Он разговаривал со мною доброжелательно, но задал вопрос:

– Ну, а вы можете жить и не писать стихи?

Я мог соврать отцу и матери, любимой девушке и лучшему другу, но Маяковскому я соврать не мог. И, порывшись в себе, я ответил:

– Пожалуй, могу, Владимир Владимирович.

– Ну и не пишите! – почему-то весело сказал Маяковский.

– Хорошо, не буду, – уже более уныло сказал я.

Он совсем развеселился.

– Только не врите. Не писать, так не писать!

– Не буду, Владимир Владимирович!

Мое послушание его немножко смягчило.

– А если совсем не сможете – найдите, о чем никто не пишет, и тогда уж – валяйте.

– Ладно, – сказал я, – попробую не писать. Ну, а если уж не получится…

– Во-во! – сказал он, перекладывая в другую руку палку – из левой в правую.

Мы уже перешли улицу и стояли у ворот дома, где он жил.

Я не в первый раз заметил за ним эту привычную маленькую хитрость: он не любил здороваться и прощаться за руку и в нужный момент правая рука его оказывалась занятой то палкой, то перчатками. Когда любишь, то любишь все, и даже странности – и этот жест, и то, что он читал стихи с эстрады в жилете без пиджака (когда мой дядя садился в жилете обедать, это меня почему-то раздражало и даже лишало аппетита, – о, несправедливость любви!), и то, что он перед тем, как выпить из стакана воду, долго, подозрительно рассматривал его на свет и тер носовым платком (сам я без раздумья глотал пахнущую керосином и бог знает чем мутную москворецкую воду, но в нем эта черта нравилась), и не мне одному запомнившаяся манера перекатывать папиросу из одного угла рта в другой (я дома упражнялся в этом перед зеркалом и преуспел), и еще многое другое.

…Я помню ночной замирающий грохот города, скрежет позднего трамвая на стрелке, заливистый гудок паровоза, где-то за Курским, помню свой внутренний жар. Я еще мог успеть на трамвай, но я не мог его ждать. Я должен был идти, мерять ногами тротуары, шагать, лететь. Сорокаминутный путь до дому казался мне коротким, и я еще удлинил его, свернув на Кузнецкий и вместо прямой дороги через Охотный идя по кругу переулками.
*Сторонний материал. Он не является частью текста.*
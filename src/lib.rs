//! # redial
//!
//! **Redial** is a bounded-concurrency, timeout-aware, retrying call
//! scheduler for Rust.
//!
//! It adapts remote operations that report completion through a single
//! callback carrying either an error or a result into uniform
//! future-returning operations, while capping process-wide concurrency,
//! enforcing per-attempt deadlines, and retrying transient failures.
//!
//! ## Architecture
//! ### Overview
//! ```text
//!     caller ──call(args)──► ScheduledCall ─────────────┐
//!     caller ──call(args)──► ScheduledCall (clone) ─────┤
//!                                                       ▼
//! ┌───────────────────────────────────────────────────────────────────┐
//! │  Scheduler (composition root)                                     │
//! │  - AdmissionGate (bounds in-flight attempts, default limit 25)    │
//! │  - Bus (broadcast events)                                         │
//! └──────┬────────────────────────────────────────────────────────────┘
//!        ▼  per invocation
//! ┌───────────────────────────────────────────────────────────────────┐
//! │  attempt loop                                                     │
//! │  - wait for admission (unbounded, no deadline)                    │
//! │  - dispatch CallbackOp with a Completion handle                   │
//! │  - await callback under the attempt deadline                      │
//! │  - classify failures: terminal settles, retryable consumes budget │
//! │  - back off retry_delay between attempts                          │
//! └──────┬────────────────────────────────────────────────────────────┘
//!        │ publishes: AttemptStarted / AttemptFailed / TimeoutHit /
//!        │            BackoffScheduled / CallResolved / CallRejected
//!        ▼
//!     Bus ──► attach_subscriber ──► Subscribe impls (e.g. the LogWriter)
//! ```
//!
//! ### Lifecycle of one invocation
//! ```text
//! ScheduledCall::call(args)
//!
//! ├─► gate.admit().await          (unbounded wait for capacity)
//! ├─► loop {
//! │     ├─► dispatch(args, Completion)
//! │     │     └─ Err ──► settle Err(Dispatch), never retried
//! │     ├─► await callback, bounded by `timeout` (0 = no deadline)
//! │     │     ├─ resolved ─────────► settle Ok(result)
//! │     │     ├─ rejected, terminal ► settle Err(Service(normalized))
//! │     │     ├─ rejected, retryable:
//! │     │     │     ├─ budget left ─► sleep(retry_delay), continue
//! │     │     │     └─ exhausted ──► settle Err(Service(normalized))
//! │     │     └─ deadline elapsed:
//! │     │           ├─ budget left ─► sleep(retry_delay), continue
//! │     │           └─ exhausted ──► settle Err(Timeout)
//! │   }
//! └─► permit released exactly once when the call future ends
//! ```
//!
//! ## Features
//! | Area               | Description                                                  | Key types / traits                      |
//! |--------------------|--------------------------------------------------------------|-----------------------------------------|
//! | **Scheduling**     | Adapt callback-style operations into future-returning calls. | [`Scheduler`], [`ScheduledCall`]        |
//! | **Operations**     | Define operations as types or closures.                      | [`CallbackOp`], [`CallFn`], [`CallRef`] |
//! | **Admission**      | Bound in-flight attempts with an explicit gate.              | [`AdmissionGate`], [`AdmissionPermit`]  |
//! | **Classification** | Terminal vs. retryable failures, body normalization.         | [`classify`], [`normalize`]             |
//! | **Errors**         | Typed errors with stable labels.                             | [`CallError`], [`ServiceError`]         |
//! | **Events**         | Hook into invocation lifecycle events.                       | [`Subscribe`], [`Event`], [`Bus`]       |
//! | **Configuration**  | Centralize scheduler and per-call settings.                  | [`SchedulerConfig`], [`CallOptions`]    |
//!
//! ## Optional features
//! - `logging`: exports a simple built-in [`LogWriter`] _(demo/reference only)_.
//!
//! ## Retries and side effects
//! A superseded attempt is **not cancelled**: when the deadline arms a retry,
//! the previous attempt keeps running against the remote system and its
//! eventual settlement is silently discarded. Under retry, a non-idempotent
//! operation may therefore take effect more than once per logical
//! invocation. Schedule retries (`max_retries > 0`) only for operations that
//! are idempotent, or accept the duplicate-side-effect risk.
//!
//! There is also no fairness guarantee among calls waiting for admission;
//! under sustained saturation a waiter may starve.
//!
//! ## Example
//! ```rust
//! use std::time::Duration;
//! use redial::{CallFn, CallOptions, RawFailure, Scheduler, SchedulerConfig};
//!
//! #[tokio::main(flavor = "current_thread")]
//! async fn main() -> Result<(), Box<dyn std::error::Error>> {
//!     let scheduler = Scheduler::new(SchedulerConfig::default());
//!
//!     // A callback-style operation: settles its Completion handle once.
//!     let op = CallFn::new("greet", |name: String, done| {
//!         if name.is_empty() {
//!             done.reject(RawFailure::new("empty name").with_status(400));
//!         } else {
//!             done.resolve(format!("hello, {name}"));
//!         }
//!         Ok(())
//!     });
//!
//!     let greet = scheduler.schedule(
//!         op,
//!         CallOptions::default()
//!             .with_timeout(Duration::from_secs(5))
//!             .with_max_retries(2),
//!     );
//!
//!     let greeting = greet.call("world".to_string()).await?;
//!     assert_eq!(greeting, "hello, world");
//!
//!     let err = greet.call(String::new()).await.unwrap_err();
//!     assert_eq!(err.status(), Some(400)); // terminal: no retries consumed
//!     Ok(())
//! }
//! ```

mod call;
mod classify;
mod config;
mod delay;
mod error;
mod events;
mod gate;
mod scheduler;
mod subscribers;

// ---- Public re-exports ----

pub use call::{CallFn, CallRef, CallbackOp, Completion};
pub use classify::{Disposition, TERMINAL_STATUSES, classify, normalize};
pub use config::{CallOptions, SchedulerConfig};
pub use delay::delay;
pub use error::{CallError, NormalizedError, RawFailure, ServiceError};
pub use events::{Bus, Event, EventKind};
pub use gate::{AdmissionGate, AdmissionPermit};
pub use scheduler::{ScheduledCall, Scheduler};
pub use subscribers::Subscribe;

// Optional: expose a simple built-in logger subscriber (demo/reference).
// Enable with: `--features logging`
#[cfg(feature = "logging")]
pub use subscribers::LogWriter;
Я шел с чувством, что он еще рядом со мной, я повторял вслух читанные им стихи, и мне казалось, что я читаю так же замечательно, как он. Я шел, выкрикивая строфы, и на меня оглядывались прохожие, и мне, как и ему, аккомпанировал ночной гул затихающего города. Я был охвачен восторгом и счастьем, хотя радоваться мне было нечего. Я читал в этот вечер в его присутствии свои стихи, и он не сказал мне ничего утешительного. Но в той серьезности, с которой он слушал меня и моих товарищей – наши стихи и мой сбивчивый лепет потом, когда, выйдя с ним, я закидал его вопросами, – в этой его добросовестной честности, которая не мирится со снисходительностью и сказанными свысока комплиментами, в хмурой, но почти нежной внимательности для меня было нечто большее всяких похвал. Разве важно было то, как ему понравились данные стихи, по сравнению с тем, что он почти час как с равным говорил со мной о поэзии?
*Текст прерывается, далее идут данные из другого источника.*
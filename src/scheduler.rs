//! # Composition root: adapting operations into scheduled calls.
//!
//! [`Scheduler`] owns the shared [`AdmissionGate`] and the event [`Bus`].
//! [`Scheduler::schedule`] adapts a callback-style [`CallbackOp`] into a
//! [`ScheduledCall`], whose [`call`](ScheduledCall::call) method takes the
//! operation's natural arguments and returns a future of the result.
//!
//! A `ScheduledCall` is cheap to clone and may be invoked many times
//! concurrently; every invocation gets its own attempt bookkeeping and
//! competes independently for gate capacity.
//!
//! ```text
//!   Scheduler ──schedule(op, opts)──► ScheduledCall
//!       │                                 │ call(args)  (many, concurrent)
//!       ├─ AdmissionGate (shared) ◄───────┤
//!       └─ Bus (shared)          ◄────────┘
//! ```

use std::sync::Arc;

use tokio::task::JoinHandle;

use crate::call::controller::run_call;
use crate::call::CallbackOp;
use crate::config::{CallOptions, SchedulerConfig};
use crate::error::CallError;
use crate::events::Bus;
use crate::gate::AdmissionGate;
use crate::subscribers::Subscribe;

/// Owns the admission gate and event bus shared by every scheduled call.
#[derive(Clone, Debug)]
pub struct Scheduler {
    gate: Arc<AdmissionGate>,
    bus: Bus,
}

impl Scheduler {
    /// Creates a scheduler from the given configuration.
    pub fn new(config: SchedulerConfig) -> Self {
        Self {
            gate: Arc::new(AdmissionGate::new(config.limit)),
            bus: Bus::new(config.bus_capacity),
        }
    }

    /// Creates a scheduler sharing an existing gate.
    ///
    /// Use this when several schedulers must compete for the same capacity.
    pub fn with_gate(gate: Arc<AdmissionGate>, bus_capacity: usize) -> Self {
        Self {
            gate,
            bus: Bus::new(bus_capacity),
        }
    }

    /// Adapts `op` into a future-returning scheduled call.
    pub fn schedule<O: CallbackOp>(&self, op: O, opts: CallOptions) -> ScheduledCall<O> {
        ScheduledCall {
            op: Arc::new(op),
            opts,
            gate: self.gate.clone(),
            bus: self.bus.clone(),
        }
    }

    /// The shared admission gate.
    pub fn gate(&self) -> &Arc<AdmissionGate> {
        &self.gate
    }

    /// The shared event bus.
    pub fn bus(&self) -> &Bus {
        &self.bus
    }

    /// Spawns a forwarding loop that feeds bus events to `subscriber`.
    ///
    /// The loop ends when the scheduler (and every `ScheduledCall` cloned
    /// from it) is dropped. Lagged events are skipped, matching the bus's
    /// broadcast semantics.
    pub fn attach_subscriber(&self, subscriber: Arc<dyn Subscribe>) -> JoinHandle<()> {
        let mut rx = self.bus.subscribe();
        tokio::spawn(async move {
            loop {
                match rx.recv().await {
                    Ok(ev) => subscriber.on_event(&ev).await,
                    Err(tokio::sync::broadcast::error::RecvError::Lagged(_)) => continue,
                    Err(tokio::sync::broadcast::error::RecvError::Closed) => break,
                }
            }
        })
    }
}

impl Default for Scheduler {
    fn default() -> Self {
        Self::new(SchedulerConfig::default())
    }
}

/// A callback-style operation adapted to return futures.
///
/// Obtained from [`Scheduler::schedule`]. Each [`call`](ScheduledCall::call)
/// is one logical invocation: it waits for admission, runs underlying
/// attempts under the configured deadline and retry budget, and settles
/// exactly once.
#[derive(Debug)]
pub struct ScheduledCall<O: CallbackOp> {
    op: Arc<O>,
    opts: CallOptions,
    gate: Arc<AdmissionGate>,
    bus: Bus,
}

impl<O: CallbackOp> Clone for ScheduledCall<O> {
    fn clone(&self) -> Self {
        Self {
            op: Arc::clone(&self.op),
            opts: self.opts,
            gate: Arc::clone(&self.gate),
            bus: self.bus.clone(),
        }
    }
}

impl<O: CallbackOp> ScheduledCall<O> {
    /// Invokes the operation with its natural arguments.
    ///
    /// Resolves with the operation's result, or rejects with a single
    /// [`CallError`] once retries are exhausted or the failure is terminal.
    pub async fn call(&self, args: O::Args) -> Result<O::Output, CallError> {
        run_call(self.op.as_ref(), args, &self.opts, &self.gate, &self.bus).await
    }

    /// The options this call was scheduled with.
    pub fn options(&self) -> &CallOptions {
        &self.opts
    }

    /// The underlying operation's name.
    pub fn name(&self) -> &str {
        self.op.name()
    }
}

#[cfg(test)]
mod tests {
    use super::*;
    use crate::call::{CallFn, Completion};
    use crate::error::RawFailure;
    use std::sync::atomic::{AtomicU32, Ordering};
    use std::time::Duration;
    use tokio::sync::Notify;

    #[tokio::test]
    async fn admission_bound_defers_excess_calls() {
        let scheduler = Scheduler::new(SchedulerConfig {
            limit: 1,
            bus_capacity: 64,
        });
        let dispatches = Arc::new(AtomicU32::new(0));
        let release = Arc::new(Notify::new());

        let op = CallFn::new("blocks-until-released", {
            let dispatches = dispatches.clone();
            let release = release.clone();
            move |_: (), done: Completion<u32>| {
                dispatches.fetch_add(1, Ordering::SeqCst);
                let release = release.clone();
                tokio::spawn(async move {
                    release.notified().await;
                    done.resolve(1);
                });
                Ok(())
            }
        });
        // No deadline: the operation is released manually.
        let call = scheduler.schedule(op, CallOptions::default().with_timeout(Duration::ZERO));

        let first = tokio::spawn({
            let call = call.clone();
            async move { call.call(()).await }
        });
        let second = tokio::spawn({
            let call = call.clone();
            async move { call.call(()).await }
        });

        for _ in 0..10 {
            tokio::task::yield_now().await;
        }
        // Only one dispatch until the first call settles.
        assert_eq!(dispatches.load(Ordering::SeqCst), 1);
        assert_eq!(scheduler.gate().in_flight(), 1);

        release.notify_waiters();
        for _ in 0..10 {
            tokio::task::yield_now().await;
        }
        assert_eq!(dispatches.load(Ordering::SeqCst), 2);

        release.notify_waiters();
        assert_eq!(first.await.unwrap().unwrap(), 1);
        assert_eq!(second.await.unwrap().unwrap(), 1);
        assert_eq!(scheduler.gate().in_flight(), 0);
    }

    #[tokio::test(start_paused = true)]
    async fn concurrent_invocations_settle_independently() {
        let scheduler = Scheduler::default();
        let op = CallFn::new("status-echo", |status: u16, done: Completion<u16>| {
            if status == 0 {
                done.resolve(0);
            } else {
                done.reject(RawFailure::new("failed").with_status(status));
            }
            Ok(())
        });
        let call = scheduler.schedule(op, CallOptions::default());

        let (ok, not_found, flaky) = tokio::join!(call.call(0), call.call(404), call.call(503));
        assert_eq!(ok.unwrap(), 0);
        assert_eq!(not_found.unwrap_err().status(), Some(404));
        assert_eq!(flaky.unwrap_err().status(), Some(503));
    }

    #[tokio::test(start_paused = true)]
    async fn saturating_the_gate_settles_every_call() {
        let scheduler = Scheduler::new(SchedulerConfig {
            limit: 3,
            bus_capacity: 256,
        });
        let peak = Arc::new(AtomicU32::new(0));

        let op = CallFn::new("bursty", {
            let gate = scheduler.gate().clone();
            let peak = peak.clone();
            move |id: u32, done: Completion<u32>| {
                peak.fetch_max(gate.in_flight() as u32, Ordering::SeqCst);
                tokio::spawn(async move {
                    tokio::time::sleep(Duration::from_millis(10)).await;
                    done.resolve(id);
                });
                Ok(())
            }
        });
        let call = scheduler.schedule(op, CallOptions::default());

        let results =
            futures::future::join_all((0..12).map(|id| call.call(id))).await;
        for (id, result) in results.into_iter().enumerate() {
            assert_eq!(result.unwrap(), id as u32);
        }
        assert!(peak.load(Ordering::SeqCst) <= 3);
        assert_eq!(scheduler.gate().in_flight(), 0);
    }

    #[tokio::test(start_paused = true)]
    async fn scheduled_call_exposes_name_and_options() {
        let scheduler = Scheduler::default();
        let op = CallFn::new("named", |_: (), done: Completion<()>| {
            done.resolve(());
            Ok(())
        });
        let opts = CallOptions::default().with_max_retries(3);
        let call = scheduler.schedule(op, opts);
        assert_eq!(call.name(), "named");
        assert_eq!(call.options().max_retries, 3);
        call.call(()).await.unwrap();
    }

    #[tokio::test]
    async fn attached_subscriber_receives_events() {
        use crate::events::EventKind;

        struct Recorder(std::sync::Mutex<Vec<EventKind>>);

        #[async_trait::async_trait]
        impl Subscribe for Recorder {
            async fn on_event(&self, event: &crate::events::Event) {
                self.0.lock().unwrap().push(event.kind);
            }
        }

        let scheduler = Scheduler::default();
        let recorder = Arc::new(Recorder(std::sync::Mutex::new(Vec::new())));
        let forwarder = scheduler.attach_subscriber(recorder.clone());

        let op = CallFn::new("observed", |_: (), done: Completion<()>| {
            done.resolve(());
            Ok(())
        });
        let call = scheduler.schedule(op, CallOptions::default());
        call.call(()).await.unwrap();

        // Dropping every bus sender ends the forwarding loop.
        drop(call);
        drop(scheduler);
        forwarder.await.unwrap();

        let kinds = recorder.0.lock().unwrap();
        assert_eq!(
            *kinds,
            vec![EventKind::AttemptStarted, EventKind::CallResolved]
        );
    }

    #[tokio::test]
    async fn shared_gate_spans_schedulers() {
        let gate = Arc::new(AdmissionGate::new(1));
        let a = Scheduler::with_gate(gate.clone(), 16);
        let b = Scheduler::with_gate(gate.clone(), 16);

        let held = gate.admit().await;
        let op = CallFn::new("quick", |_: (), done: Completion<()>| {
            done.resolve(());
            Ok(())
        });
        let call_a = a.schedule(op, CallOptions::default().with_timeout(Duration::ZERO));

        let pending = tokio::spawn({
            let call_a = call_a.clone();
            async move { call_a.call(()).await }
        });
        tokio::task::yield_now().await;
        assert!(!pending.is_finished());
        assert_eq!(b.gate().in_flight(), 1);

        drop(held);
        pending.await.unwrap().unwrap();
    }
}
Теперь из исторической дали, вероятно, кажется, что все наше поколение было влюблено в Маяковского, как был влюблен я. Грубо говоря, это верно, но необходимо сделать оговорку. На всю нашу огромную школу в Староконюшенном переулке, носившую гордое наименование «имени Томаса Эдисона», где было по три-четыре параллельных группы, таких, как я, в старших группах в годы 1926 – 1928 было всего двое – и это на полтораста или больше мальчиков в одной из лучших школ Москвы. Куда ходили остальные? Очень был популярен цирк. В те годы на арене царил изумительный Вильям Труцци, прыгал через несколько лошадей чубатый Виталий Лазаренко-старший. Ходили и на французскую борьбу на территории б. Сельскохозяйственной выставки. Любили бокс, где уже всходила звезда Градополова. И уже все поголовно чуть ли не ежедневно – в кино: это было общим повальным помешательством. Из современной литературы читали переводные романы, рассказы Зощенко и Пантелеймона Романова. Знали Есенина, больше из-за его смерти. Популярны были Жаров, Безыменский и Уткин. Имя Маяковского знали все, хотя бы по постоянным упоминаниям в прессе, но стихи очень мало. Для большинства он был фигурой спорной, фельетонной и даже анекдотической. И все же в многочисленных спорах победу одерживали всегда его сторонники по простому закону жизни, что любовь сильнее равнодушия. И от года в год их становилось больше. Как их, в конце концов, стало много – показали его похороны.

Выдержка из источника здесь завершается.